Start of Material for the task

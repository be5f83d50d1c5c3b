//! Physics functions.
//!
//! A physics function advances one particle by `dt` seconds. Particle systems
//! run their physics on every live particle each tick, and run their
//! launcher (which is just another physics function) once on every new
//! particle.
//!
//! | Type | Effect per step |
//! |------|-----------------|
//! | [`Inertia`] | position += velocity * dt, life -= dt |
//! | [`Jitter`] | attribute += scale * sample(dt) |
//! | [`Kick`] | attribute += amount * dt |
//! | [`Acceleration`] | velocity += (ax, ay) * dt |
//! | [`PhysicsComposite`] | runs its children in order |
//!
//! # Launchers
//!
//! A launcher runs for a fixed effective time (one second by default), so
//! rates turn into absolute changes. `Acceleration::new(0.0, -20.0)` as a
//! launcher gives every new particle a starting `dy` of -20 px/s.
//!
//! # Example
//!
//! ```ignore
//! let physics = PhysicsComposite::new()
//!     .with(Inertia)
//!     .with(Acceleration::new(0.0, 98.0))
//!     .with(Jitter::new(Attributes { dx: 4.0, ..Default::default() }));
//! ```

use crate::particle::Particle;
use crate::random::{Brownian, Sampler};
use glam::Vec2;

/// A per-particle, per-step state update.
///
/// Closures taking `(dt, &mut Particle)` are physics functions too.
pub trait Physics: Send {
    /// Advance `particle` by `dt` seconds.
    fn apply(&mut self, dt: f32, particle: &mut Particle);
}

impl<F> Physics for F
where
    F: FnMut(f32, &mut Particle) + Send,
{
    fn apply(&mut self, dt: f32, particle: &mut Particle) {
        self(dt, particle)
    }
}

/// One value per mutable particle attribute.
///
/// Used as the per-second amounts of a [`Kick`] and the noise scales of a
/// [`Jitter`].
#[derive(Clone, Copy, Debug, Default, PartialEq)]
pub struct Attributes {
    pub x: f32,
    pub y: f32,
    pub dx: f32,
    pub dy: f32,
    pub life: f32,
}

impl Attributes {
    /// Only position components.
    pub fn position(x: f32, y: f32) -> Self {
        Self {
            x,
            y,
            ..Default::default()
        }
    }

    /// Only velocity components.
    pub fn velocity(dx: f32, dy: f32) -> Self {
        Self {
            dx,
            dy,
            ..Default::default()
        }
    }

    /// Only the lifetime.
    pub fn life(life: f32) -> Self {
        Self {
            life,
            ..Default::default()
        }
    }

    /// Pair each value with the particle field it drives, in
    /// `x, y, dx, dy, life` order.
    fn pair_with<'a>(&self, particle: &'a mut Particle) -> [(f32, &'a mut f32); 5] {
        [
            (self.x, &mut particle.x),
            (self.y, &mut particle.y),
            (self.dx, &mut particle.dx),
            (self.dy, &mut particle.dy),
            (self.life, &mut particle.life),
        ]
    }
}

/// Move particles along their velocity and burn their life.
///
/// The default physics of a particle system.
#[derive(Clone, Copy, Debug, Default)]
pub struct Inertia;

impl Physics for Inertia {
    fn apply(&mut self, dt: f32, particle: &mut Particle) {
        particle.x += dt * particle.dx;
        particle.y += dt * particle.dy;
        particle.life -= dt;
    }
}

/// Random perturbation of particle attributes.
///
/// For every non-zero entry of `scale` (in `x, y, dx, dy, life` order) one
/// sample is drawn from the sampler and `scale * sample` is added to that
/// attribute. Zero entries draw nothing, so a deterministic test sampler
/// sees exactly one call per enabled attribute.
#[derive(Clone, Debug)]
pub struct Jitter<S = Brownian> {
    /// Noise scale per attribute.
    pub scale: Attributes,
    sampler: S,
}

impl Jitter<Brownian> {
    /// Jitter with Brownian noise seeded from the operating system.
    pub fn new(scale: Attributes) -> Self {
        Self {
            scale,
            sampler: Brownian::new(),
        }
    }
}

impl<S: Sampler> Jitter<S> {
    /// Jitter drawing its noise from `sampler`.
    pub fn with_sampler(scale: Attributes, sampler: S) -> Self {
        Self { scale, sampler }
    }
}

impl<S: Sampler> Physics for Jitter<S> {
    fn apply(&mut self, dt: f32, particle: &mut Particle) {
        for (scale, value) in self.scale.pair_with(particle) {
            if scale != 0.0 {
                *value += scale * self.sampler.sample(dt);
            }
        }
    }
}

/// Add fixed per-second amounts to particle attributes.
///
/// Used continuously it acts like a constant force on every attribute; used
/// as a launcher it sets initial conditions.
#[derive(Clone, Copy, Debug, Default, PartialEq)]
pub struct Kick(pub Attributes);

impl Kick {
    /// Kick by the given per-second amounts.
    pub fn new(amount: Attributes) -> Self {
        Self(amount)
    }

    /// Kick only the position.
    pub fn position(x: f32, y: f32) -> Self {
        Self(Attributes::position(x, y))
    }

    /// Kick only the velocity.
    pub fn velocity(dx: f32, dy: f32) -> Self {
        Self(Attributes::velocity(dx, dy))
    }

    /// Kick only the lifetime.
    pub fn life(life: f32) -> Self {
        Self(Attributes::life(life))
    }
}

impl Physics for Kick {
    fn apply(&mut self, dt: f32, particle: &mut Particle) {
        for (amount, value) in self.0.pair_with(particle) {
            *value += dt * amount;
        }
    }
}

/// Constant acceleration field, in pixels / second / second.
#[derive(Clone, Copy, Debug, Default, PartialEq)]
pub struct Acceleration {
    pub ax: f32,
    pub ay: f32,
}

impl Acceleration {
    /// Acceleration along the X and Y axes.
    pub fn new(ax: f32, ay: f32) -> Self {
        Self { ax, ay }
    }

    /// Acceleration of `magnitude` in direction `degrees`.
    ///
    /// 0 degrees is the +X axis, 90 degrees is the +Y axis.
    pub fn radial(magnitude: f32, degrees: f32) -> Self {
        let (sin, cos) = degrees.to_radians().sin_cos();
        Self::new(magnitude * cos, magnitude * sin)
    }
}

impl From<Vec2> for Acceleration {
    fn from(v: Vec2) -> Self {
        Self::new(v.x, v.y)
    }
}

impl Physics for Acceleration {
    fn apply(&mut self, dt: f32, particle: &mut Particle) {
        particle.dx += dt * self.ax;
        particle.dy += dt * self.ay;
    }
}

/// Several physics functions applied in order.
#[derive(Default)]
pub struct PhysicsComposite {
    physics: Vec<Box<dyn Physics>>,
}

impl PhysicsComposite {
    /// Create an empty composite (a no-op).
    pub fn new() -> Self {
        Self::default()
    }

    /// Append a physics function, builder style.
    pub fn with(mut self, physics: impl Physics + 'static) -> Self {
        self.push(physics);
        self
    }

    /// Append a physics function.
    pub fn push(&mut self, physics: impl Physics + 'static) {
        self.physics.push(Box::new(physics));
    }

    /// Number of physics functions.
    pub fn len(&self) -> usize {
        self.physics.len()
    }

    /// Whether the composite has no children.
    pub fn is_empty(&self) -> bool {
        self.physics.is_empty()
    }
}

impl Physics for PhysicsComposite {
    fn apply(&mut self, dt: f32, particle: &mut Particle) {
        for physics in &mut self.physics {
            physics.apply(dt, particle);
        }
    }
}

End of Material for the task

Once you have read the records above, write them all out exactly.

## Result for this exercise
repository be5f83d50d1c5c3b
//! Physics functions.
//!
//! A physics function advances one particle by `dt` seconds. Particle systems
//! run their physics on every live particle each tick, and run their
//! launcher (which is just another physics function) once on every new
//! particle.
//!
//! | Type | Effect per step |
//! |------|-----------------|
//! | [`Inertia`] | position += velocity * dt, life -= dt |
//! | [`Jitter`] | attribute += scale * sample(dt) |
//! | [`Kick`] | attribute += amount * dt |
//! | [`Acceleration`] | velocity += (ax, ay) * dt |
//! | [`PhysicsComposite`] | runs its children in order |
//!
//! # Launchers
//!
//! A launcher runs for a fixed effective time (one second by default), so
//! rates turn into absolute changes. `Acceleration::new(0.0, -20.0)` as a
//! launcher gives every new particle a starting `dy` of -20 px/s.
//!
//! # Example
//!
//! ```ignore
//! let physics = PhysicsComposite::new()
//!     .with(Inertia)
//!     .with(Acceleration::new(0.0, 98.0))
//!     .with(Jitter::new(Attributes { dx: 4.0, ..Default::default() }));
//! ```

use crate::particle::Particle;
use crate::random::{Brownian, Sampler};
use glam::Vec2;

/// A per-particle, per-step state update.
///
/// Closures taking `(dt, &mut Particle)` are physics functions too.
pub trait Physics: Send {
    /// Advance `particle` by `dt` seconds.
    fn apply(&mut self, dt: f32, particle: &mut Particle);
}

impl<F> Physics for F
where
    F: FnMut(f32, &mut Particle) + Send,
{
    fn apply(&mut self, dt: f32, particle: &mut Particle) {
        self(dt, particle)
    }
}

/// One value per mutable particle attribute.
///
/// Used as the per-second amounts of a [`Kick`] and the noise scales of a
/// [`Jitter`].
#[derive(Clone, Copy, Debug, Default, PartialEq)]
pub struct Attributes {
    pub x: f32,
    pub y: f32,
    pub dx: f32,
    pub dy: f32,
    pub life: f32,
}

impl Attributes {
    /// Only position components.
    pub fn position(x: f32, y: f32) -> Self {
        Self {
            x,
            y,
            ..Default::default()
        }
    }

    /// Only velocity components.
    pub fn velocity(dx: f32, dy: f32) -> Self {
        Self {
            dx,
            dy,
            ..Default::default()
        }
    }

    /// Only the lifetime.
    pub fn life(life: f32) -> Self {
        Self {
            life,
            ..Default::default()
        }
    }

    /// Pair each value with the particle field it drives, in
    /// `x, y, dx, dy, life` order.
    fn pair_with<'a>(&self, particle: &'a mut Particle) -> [(f32, &'a mut f32); 5] {
        [
            (self.x, &mut particle.x),
            (self.y, &mut particle.y),
            (self.dx, &mut particle.dx),
            (self.dy, &mut particle.dy),
            (self.life, &mut particle.life),
        ]
    }
}

/// Move particles along their velocity and burn their life.
///
/// The default physics of a particle system.
#[derive(Clone, Copy, Debug, Default)]
pub struct Inertia;

impl Physics for Inertia {
    fn apply(&mut self, dt: f32, particle: &mut Particle) {
        particle.x += dt * particle.dx;
        particle.y += dt * particle.dy;
        particle.life -= dt;
    }
}

/// Random perturbation of particle attributes.
///
/// For every non-zero entry of `scale` (in `x, y, dx, dy, life` order) one
/// sample is drawn from the sampler and `scale * sample` is added to that
/// attribute. Zero entries draw nothing, so a deterministic test sampler
/// sees exactly one call per enabled attribute.
#[derive(Clone, Debug)]
pub struct Jitter<S = Brownian> {
    /// Noise scale per attribute.
    pub scale: Attributes,
    sampler: S,
}

impl Jitter<Brownian> {
    /// Jitter with Brownian noise seeded from the operating system.
    pub fn new(scale: Attributes) -> Self {
        Self {
            scale,
            sampler: Brownian::new(),
        }
    }
}

impl<S: Sampler> Jitter<S> {
    /// Jitter drawing its noise from `sampler`.
    pub fn with_sampler(scale: Attributes, sampler: S) -> Self {
        Self { scale, sampler }
    }
}

impl<S: Sampler> Physics for Jitter<S> {
    fn apply(&mut self, dt: f32, particle: &mut Particle) {
        for (scale, value) in self.scale.pair_with(particle) {
            if scale != 0.0 {
                *value += scale * self.sampler.sample(dt);
            }
        }
    }
}

/// Add fixed per-second amounts to particle attributes.
///
/// Used continuously it acts like a constant force on every attribute; used
/// as a launcher it sets initial conditions.
#[derive(Clone, Copy, Debug, Default, PartialEq)]
pub struct Kick(pub Attributes);

impl Kick {
    /// Kick by the given per-second amounts.
    pub fn new(amount: Attributes) -> Self {
        Self(amount)
    }

    /// Kick only the position.
    pub fn position(x: f32, y: f32) -> Self {
        Self(Attributes::position(x, y))
    }

    /// Kick only the velocity.
    pub fn velocity(dx: f32, dy: f32) -> Self {
        Self(Attributes::velocity(dx, dy))
    }

    /// Kick only the lifetime.
    pub fn life(life: f32) -> Self {
        Self(Attributes::life(life))
    }
}

impl Physics for Kick {
    fn apply(&mut self, dt: f32, particle: &mut Particle) {
        for (amount, value) in self.0.pair_with(particle) {
            *value += dt * amount;
        }
    }
}

/// Constant acceleration field, in pixels / second / second.
#[derive(Clone, Copy, Debug, Default, PartialEq)]
pub struct Acceleration {
    pub ax: f32,
    pub ay: f32,
}

impl Acceleration {
    /// Acceleration along the X and Y axes.
    pub fn new(ax: f32, ay: f32) -> Self {
        Self { ax, ay }
    }

    /// Acceleration of `magnitude` in direction `degrees`.
    ///
    /// 0 degrees is the +X axis, 90 degrees is the +Y axis.
    pub fn radial(magnitude: f32, degrees: f32) -> Self {
        let (sin, cos) = degrees.to_radians().sin_cos();
        Self::new(magnitude * cos, magnitude * sin)
    }
}

impl From<Vec2> for Acceleration {
    fn from(v: Vec2) -> Self {
        Self::new(v.x, v.y)
    }
}

impl Physics for Acceleration {
    fn apply(&mut self, dt: f32, particle: &mut Particle) {
        particle.dx += dt * self.ax;
        particle.dy += dt * self.ay;
    }
}

/// Several physics functions applied in order.
#[derive(Default)]
pub struct PhysicsComposite {
    physics: Vec<Box<dyn Physics>>,
}

impl PhysicsComposite {
    /// Create an empty composite (a no-op).
    pub fn new() -> Self {
        Self::default()
    }

    /// Append a physics function, builder style.
    pub fn with(mut self, physics: impl Physics + 'static) -> Self {
        self.push(physics);
        self
    }

    /// Append a physics function.
    pub fn push(&mut self, physics: impl Physics + 'static) {
        self.physics.push(Box::new(physics));
    }

    /// Number of physics functions.
    pub fn len(&self) -> usize {
        self.physics.len()
    }

    /// Whether the composite has no children.
    pub fn is_empty(&self) -> bool {
        self.physics.is_empty()
    }
}

impl Physics for PhysicsComposite {
    fn apply(&mut self, dt: f32, particle: &mut Particle) {
        for physics in &mut self.physics {
            physics.apply(dt, particle);
        }
    }
}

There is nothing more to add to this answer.